■ WHAT IS NEEDED ■
Pull every line with the word "review" out of the entries below.

------------------------------------------------------------

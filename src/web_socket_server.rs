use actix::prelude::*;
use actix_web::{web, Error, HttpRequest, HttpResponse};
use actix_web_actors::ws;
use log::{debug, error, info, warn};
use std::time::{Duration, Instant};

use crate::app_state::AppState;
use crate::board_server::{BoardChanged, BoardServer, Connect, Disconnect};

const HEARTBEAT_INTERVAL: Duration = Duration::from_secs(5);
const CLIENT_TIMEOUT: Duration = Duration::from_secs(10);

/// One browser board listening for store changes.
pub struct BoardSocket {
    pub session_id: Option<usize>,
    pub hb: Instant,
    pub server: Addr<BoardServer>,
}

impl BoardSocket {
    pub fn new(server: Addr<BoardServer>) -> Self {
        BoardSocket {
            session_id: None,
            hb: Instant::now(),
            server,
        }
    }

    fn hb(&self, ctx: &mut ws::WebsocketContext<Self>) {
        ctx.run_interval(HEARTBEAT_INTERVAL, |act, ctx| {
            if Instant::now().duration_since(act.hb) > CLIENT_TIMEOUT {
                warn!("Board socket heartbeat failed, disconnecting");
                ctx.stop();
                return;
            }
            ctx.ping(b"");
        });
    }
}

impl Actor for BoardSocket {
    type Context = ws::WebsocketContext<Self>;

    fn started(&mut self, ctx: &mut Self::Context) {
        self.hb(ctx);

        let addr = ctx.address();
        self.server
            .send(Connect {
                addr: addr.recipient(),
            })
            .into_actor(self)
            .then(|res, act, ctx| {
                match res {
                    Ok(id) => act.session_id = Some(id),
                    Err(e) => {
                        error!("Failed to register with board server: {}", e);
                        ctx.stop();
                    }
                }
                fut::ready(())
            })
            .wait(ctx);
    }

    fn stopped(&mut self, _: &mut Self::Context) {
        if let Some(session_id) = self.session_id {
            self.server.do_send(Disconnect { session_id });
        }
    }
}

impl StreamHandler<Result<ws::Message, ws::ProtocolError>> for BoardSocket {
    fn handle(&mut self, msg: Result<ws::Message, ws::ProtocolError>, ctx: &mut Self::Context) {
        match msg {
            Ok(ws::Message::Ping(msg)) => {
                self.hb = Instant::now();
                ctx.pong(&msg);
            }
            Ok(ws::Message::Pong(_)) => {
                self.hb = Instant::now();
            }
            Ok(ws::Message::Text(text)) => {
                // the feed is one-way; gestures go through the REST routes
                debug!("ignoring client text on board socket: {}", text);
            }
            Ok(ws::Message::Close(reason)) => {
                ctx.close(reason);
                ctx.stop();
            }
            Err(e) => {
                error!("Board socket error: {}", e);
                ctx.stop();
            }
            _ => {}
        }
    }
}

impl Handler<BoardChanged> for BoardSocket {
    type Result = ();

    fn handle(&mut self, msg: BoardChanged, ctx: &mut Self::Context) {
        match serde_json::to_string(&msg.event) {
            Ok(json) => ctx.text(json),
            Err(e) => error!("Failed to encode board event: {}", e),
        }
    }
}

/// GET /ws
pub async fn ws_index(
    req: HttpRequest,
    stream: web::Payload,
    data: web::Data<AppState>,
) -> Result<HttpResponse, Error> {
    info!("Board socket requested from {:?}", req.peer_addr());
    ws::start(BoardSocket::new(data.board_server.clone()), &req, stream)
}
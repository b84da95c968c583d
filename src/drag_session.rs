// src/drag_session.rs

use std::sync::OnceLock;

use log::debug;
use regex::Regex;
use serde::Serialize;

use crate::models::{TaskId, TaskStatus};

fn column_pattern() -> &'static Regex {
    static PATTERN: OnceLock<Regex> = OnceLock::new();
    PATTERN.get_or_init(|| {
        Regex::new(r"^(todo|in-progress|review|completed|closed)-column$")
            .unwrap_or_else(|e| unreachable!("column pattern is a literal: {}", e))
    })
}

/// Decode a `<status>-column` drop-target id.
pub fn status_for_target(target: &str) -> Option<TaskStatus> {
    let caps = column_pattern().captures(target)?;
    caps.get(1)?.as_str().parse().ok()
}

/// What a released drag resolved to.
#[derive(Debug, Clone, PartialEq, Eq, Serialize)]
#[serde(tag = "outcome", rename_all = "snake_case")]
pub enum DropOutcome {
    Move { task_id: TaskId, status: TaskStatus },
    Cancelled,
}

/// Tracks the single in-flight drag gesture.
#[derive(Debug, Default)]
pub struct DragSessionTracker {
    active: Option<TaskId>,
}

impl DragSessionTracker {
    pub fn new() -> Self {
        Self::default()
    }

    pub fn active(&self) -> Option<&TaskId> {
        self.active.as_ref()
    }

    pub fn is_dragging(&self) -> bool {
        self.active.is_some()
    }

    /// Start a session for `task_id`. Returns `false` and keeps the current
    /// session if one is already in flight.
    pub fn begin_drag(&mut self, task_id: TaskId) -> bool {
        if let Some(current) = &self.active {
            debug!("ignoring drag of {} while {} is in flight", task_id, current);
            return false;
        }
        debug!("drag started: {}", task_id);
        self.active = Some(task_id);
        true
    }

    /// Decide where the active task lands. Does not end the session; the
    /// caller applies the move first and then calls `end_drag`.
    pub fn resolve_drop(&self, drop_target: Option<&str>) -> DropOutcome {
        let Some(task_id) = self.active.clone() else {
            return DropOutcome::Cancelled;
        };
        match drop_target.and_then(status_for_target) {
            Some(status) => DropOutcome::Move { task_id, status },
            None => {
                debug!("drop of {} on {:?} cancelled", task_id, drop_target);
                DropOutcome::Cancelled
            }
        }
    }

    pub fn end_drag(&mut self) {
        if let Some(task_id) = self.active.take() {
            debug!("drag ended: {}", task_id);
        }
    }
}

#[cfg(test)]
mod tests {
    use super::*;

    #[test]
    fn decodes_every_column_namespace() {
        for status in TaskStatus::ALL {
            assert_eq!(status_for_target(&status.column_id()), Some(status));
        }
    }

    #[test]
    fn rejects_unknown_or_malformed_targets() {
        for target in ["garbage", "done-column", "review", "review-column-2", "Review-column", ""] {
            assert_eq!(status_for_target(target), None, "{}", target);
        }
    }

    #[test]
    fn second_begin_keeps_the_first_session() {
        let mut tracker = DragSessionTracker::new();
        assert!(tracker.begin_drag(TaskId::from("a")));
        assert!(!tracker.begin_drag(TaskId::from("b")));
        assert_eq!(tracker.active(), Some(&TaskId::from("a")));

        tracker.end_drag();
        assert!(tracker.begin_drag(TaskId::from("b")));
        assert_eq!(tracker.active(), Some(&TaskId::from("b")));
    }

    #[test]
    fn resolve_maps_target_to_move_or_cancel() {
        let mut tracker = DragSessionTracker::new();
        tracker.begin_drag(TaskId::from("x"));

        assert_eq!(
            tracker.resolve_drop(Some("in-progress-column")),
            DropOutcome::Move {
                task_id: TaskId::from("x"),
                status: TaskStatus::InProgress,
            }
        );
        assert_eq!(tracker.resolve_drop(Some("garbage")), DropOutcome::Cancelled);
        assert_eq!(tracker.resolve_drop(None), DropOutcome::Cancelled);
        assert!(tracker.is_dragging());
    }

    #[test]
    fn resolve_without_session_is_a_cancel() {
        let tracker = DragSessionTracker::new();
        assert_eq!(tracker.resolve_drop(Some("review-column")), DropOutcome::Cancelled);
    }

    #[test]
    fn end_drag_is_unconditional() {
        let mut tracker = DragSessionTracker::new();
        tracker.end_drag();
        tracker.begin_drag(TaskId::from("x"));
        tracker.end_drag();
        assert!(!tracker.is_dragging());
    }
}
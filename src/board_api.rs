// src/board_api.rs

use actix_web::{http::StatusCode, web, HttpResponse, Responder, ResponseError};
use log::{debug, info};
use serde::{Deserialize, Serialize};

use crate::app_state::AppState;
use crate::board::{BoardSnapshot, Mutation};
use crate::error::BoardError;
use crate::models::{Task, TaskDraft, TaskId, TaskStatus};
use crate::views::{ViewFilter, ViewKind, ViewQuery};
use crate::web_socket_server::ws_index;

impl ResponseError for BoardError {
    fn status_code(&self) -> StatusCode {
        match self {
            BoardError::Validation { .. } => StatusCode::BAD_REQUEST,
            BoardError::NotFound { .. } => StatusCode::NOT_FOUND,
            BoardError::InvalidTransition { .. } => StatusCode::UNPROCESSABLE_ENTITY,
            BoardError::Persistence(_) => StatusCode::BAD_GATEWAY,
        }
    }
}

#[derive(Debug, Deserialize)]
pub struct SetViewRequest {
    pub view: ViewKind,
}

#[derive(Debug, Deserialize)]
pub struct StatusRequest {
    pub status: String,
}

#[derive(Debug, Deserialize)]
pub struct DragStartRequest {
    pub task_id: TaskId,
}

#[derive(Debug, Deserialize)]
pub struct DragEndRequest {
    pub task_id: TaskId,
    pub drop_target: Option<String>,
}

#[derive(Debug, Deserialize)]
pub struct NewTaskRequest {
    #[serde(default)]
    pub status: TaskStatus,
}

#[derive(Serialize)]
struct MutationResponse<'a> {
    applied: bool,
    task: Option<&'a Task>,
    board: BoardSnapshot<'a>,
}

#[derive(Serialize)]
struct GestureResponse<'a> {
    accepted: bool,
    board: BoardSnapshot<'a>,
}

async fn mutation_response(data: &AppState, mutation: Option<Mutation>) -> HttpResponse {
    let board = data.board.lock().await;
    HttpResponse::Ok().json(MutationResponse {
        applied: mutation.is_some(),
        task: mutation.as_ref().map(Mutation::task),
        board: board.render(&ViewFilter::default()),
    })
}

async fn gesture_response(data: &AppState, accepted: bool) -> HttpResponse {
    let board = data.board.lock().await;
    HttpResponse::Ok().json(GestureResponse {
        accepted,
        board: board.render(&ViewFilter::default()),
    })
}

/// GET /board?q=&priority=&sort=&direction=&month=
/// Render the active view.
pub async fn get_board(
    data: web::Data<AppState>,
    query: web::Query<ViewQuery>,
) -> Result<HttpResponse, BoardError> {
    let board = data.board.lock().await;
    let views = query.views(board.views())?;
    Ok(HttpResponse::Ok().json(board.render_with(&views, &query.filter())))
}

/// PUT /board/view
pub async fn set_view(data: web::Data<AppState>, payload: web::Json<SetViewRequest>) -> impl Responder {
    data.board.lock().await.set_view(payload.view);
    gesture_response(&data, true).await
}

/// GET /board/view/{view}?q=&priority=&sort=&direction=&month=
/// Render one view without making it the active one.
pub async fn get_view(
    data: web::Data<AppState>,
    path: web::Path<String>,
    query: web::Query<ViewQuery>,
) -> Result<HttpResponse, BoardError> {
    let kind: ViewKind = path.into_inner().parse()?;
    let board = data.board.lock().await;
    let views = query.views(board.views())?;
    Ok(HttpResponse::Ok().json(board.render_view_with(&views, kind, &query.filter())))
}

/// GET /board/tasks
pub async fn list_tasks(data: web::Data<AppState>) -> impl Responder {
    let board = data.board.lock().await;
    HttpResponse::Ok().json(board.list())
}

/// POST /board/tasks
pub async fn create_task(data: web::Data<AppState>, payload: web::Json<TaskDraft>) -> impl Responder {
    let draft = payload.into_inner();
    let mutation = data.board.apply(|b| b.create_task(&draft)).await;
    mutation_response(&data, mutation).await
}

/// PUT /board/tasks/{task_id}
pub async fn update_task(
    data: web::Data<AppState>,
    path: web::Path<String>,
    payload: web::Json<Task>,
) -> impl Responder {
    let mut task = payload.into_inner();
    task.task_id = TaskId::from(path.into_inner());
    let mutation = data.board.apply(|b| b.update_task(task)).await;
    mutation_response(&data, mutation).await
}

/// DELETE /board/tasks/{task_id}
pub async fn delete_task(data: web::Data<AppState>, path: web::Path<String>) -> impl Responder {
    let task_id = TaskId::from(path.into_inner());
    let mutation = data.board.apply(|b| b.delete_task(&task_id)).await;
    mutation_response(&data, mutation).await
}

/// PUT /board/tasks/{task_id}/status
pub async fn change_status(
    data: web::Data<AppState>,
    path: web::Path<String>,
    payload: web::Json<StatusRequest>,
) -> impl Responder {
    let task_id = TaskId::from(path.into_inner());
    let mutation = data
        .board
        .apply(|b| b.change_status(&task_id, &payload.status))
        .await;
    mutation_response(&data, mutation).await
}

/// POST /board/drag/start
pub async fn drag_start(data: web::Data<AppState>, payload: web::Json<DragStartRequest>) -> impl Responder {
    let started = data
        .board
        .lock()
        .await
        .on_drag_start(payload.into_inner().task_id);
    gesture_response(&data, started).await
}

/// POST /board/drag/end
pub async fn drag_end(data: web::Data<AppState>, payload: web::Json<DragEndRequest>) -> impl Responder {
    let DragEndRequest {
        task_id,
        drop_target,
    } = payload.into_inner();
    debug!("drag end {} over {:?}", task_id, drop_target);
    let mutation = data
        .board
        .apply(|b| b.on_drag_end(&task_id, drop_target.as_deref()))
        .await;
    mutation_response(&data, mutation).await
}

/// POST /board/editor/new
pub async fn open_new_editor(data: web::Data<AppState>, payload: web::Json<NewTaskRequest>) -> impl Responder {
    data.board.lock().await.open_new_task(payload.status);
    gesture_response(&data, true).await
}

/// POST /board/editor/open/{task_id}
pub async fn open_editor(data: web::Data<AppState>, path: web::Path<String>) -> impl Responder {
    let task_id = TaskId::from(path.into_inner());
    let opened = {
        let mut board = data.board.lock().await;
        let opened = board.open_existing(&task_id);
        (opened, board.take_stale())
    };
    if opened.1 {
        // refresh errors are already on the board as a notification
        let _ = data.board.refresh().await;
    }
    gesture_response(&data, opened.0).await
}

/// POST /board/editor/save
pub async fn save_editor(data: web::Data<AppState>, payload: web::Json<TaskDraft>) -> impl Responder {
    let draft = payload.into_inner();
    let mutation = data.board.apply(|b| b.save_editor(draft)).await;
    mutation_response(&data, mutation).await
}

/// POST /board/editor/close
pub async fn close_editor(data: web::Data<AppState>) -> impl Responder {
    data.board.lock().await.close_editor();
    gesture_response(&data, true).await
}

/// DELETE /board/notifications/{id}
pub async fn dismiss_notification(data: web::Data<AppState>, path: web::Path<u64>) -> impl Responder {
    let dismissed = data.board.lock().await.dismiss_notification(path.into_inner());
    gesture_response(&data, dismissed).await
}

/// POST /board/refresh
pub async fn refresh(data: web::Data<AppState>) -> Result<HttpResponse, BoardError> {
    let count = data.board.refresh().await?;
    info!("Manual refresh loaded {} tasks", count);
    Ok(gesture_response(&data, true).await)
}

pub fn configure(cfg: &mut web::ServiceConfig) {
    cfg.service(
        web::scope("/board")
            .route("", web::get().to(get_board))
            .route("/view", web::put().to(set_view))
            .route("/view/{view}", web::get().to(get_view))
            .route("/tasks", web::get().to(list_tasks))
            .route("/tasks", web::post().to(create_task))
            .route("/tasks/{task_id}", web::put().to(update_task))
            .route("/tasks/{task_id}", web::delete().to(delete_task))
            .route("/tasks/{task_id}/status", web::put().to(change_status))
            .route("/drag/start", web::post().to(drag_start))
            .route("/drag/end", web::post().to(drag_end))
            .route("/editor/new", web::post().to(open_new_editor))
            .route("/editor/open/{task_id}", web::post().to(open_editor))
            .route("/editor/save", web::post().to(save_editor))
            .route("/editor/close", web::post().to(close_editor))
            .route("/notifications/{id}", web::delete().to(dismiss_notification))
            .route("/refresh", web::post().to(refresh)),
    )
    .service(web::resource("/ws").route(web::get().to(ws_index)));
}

------------------------------------------------------------

■ ANSWER SPACE ■
        Regex::new(r"^(todo|in-progress|review|completed|closed)-column$")
        for target in ["garbage", "done-column", "review", "review-column-2", "Review-column", ""] {
        assert_eq!(tracker.resolve_drop(Some("review-column")), DropOutcome::Cancelled);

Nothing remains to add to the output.